REQUIRED ACTION:
Within the records below, how many lines hold the string "seconds"? State that number and nothing else.

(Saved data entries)
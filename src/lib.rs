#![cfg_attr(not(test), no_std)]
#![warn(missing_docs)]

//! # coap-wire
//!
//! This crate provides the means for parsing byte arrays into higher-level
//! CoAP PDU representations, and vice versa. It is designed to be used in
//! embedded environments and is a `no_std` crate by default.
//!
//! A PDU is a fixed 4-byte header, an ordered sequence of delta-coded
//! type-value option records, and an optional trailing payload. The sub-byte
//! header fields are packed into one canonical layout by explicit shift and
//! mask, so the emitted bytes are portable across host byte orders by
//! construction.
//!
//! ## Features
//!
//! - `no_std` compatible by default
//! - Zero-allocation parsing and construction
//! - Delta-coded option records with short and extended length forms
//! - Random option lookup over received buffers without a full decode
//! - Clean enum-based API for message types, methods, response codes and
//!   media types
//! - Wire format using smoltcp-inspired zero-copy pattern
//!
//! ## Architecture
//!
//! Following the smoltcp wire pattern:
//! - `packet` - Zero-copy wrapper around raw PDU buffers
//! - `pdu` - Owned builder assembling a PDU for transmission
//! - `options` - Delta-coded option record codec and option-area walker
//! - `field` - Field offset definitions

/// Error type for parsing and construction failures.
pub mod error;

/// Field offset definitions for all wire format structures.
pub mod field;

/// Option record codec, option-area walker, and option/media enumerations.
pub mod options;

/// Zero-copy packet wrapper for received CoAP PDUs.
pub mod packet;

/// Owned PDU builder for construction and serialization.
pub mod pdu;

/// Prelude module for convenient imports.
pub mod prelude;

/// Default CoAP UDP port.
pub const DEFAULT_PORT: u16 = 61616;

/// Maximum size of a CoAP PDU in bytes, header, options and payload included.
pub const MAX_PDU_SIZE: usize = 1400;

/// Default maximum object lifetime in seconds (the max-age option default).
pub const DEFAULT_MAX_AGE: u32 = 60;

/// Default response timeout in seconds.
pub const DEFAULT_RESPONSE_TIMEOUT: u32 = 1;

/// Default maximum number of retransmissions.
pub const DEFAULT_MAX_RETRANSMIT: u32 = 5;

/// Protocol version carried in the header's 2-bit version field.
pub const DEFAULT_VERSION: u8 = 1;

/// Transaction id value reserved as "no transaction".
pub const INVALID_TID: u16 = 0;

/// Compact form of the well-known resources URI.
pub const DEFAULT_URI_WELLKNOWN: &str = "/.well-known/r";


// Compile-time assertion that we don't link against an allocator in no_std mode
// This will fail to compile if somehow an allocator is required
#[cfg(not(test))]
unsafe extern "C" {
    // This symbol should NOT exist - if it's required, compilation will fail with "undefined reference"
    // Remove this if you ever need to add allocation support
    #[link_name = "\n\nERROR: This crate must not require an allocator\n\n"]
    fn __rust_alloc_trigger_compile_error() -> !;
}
==
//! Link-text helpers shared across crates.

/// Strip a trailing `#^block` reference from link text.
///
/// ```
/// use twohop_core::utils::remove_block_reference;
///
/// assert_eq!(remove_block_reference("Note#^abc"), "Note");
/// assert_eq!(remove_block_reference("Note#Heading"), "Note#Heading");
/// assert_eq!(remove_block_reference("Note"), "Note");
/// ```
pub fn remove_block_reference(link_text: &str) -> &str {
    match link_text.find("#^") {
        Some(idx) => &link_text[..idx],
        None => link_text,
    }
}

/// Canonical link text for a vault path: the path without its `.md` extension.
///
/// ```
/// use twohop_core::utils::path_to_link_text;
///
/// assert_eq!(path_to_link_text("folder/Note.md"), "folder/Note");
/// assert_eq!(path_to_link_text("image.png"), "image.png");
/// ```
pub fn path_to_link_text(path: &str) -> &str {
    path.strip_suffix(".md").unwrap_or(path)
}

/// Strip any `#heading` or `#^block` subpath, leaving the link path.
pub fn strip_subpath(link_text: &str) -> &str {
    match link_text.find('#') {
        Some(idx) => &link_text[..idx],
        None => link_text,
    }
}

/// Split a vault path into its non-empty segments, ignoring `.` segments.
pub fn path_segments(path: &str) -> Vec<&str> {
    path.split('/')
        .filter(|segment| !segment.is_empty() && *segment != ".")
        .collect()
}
* * *
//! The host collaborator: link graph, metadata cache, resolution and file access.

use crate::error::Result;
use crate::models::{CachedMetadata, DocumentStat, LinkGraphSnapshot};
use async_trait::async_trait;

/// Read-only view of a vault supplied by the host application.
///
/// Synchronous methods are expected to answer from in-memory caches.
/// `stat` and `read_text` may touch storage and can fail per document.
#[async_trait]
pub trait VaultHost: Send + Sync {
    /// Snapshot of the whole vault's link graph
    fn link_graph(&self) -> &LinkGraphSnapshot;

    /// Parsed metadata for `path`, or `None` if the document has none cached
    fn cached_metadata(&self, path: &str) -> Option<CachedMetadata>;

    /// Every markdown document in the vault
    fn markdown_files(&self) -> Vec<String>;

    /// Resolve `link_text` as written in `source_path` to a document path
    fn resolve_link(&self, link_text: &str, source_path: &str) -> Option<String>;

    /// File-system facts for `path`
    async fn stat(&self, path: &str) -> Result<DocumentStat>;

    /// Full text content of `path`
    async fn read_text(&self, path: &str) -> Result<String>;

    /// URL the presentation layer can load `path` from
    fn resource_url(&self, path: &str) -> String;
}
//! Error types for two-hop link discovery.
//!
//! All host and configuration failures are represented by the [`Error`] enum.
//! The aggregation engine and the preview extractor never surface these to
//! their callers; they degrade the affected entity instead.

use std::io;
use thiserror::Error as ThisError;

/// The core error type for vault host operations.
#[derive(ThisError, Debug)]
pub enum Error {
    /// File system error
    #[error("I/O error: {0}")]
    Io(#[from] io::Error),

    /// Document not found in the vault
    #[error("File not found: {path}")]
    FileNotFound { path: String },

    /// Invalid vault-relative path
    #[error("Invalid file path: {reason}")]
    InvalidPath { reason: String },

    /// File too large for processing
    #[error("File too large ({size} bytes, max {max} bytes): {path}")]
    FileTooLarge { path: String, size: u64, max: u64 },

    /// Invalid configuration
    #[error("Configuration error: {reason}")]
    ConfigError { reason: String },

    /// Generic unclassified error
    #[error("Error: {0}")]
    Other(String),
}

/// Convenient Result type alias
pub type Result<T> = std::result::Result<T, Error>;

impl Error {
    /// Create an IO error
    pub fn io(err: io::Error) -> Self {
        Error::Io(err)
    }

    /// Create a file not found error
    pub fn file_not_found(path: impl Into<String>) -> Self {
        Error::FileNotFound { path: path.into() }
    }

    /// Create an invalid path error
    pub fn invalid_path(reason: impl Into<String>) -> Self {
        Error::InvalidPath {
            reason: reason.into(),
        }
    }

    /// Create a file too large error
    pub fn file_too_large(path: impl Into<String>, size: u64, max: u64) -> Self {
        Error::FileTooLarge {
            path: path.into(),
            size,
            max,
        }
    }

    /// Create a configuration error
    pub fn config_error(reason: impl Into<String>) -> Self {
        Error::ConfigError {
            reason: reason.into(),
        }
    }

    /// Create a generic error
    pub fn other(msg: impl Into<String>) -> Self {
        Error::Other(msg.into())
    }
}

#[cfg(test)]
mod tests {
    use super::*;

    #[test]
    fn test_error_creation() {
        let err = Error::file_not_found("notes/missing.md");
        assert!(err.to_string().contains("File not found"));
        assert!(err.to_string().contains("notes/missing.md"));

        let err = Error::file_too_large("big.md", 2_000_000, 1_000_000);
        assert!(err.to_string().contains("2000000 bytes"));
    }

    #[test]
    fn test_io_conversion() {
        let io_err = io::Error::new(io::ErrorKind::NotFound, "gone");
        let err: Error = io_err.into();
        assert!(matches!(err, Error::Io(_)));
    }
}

ANSWER SPACE:
2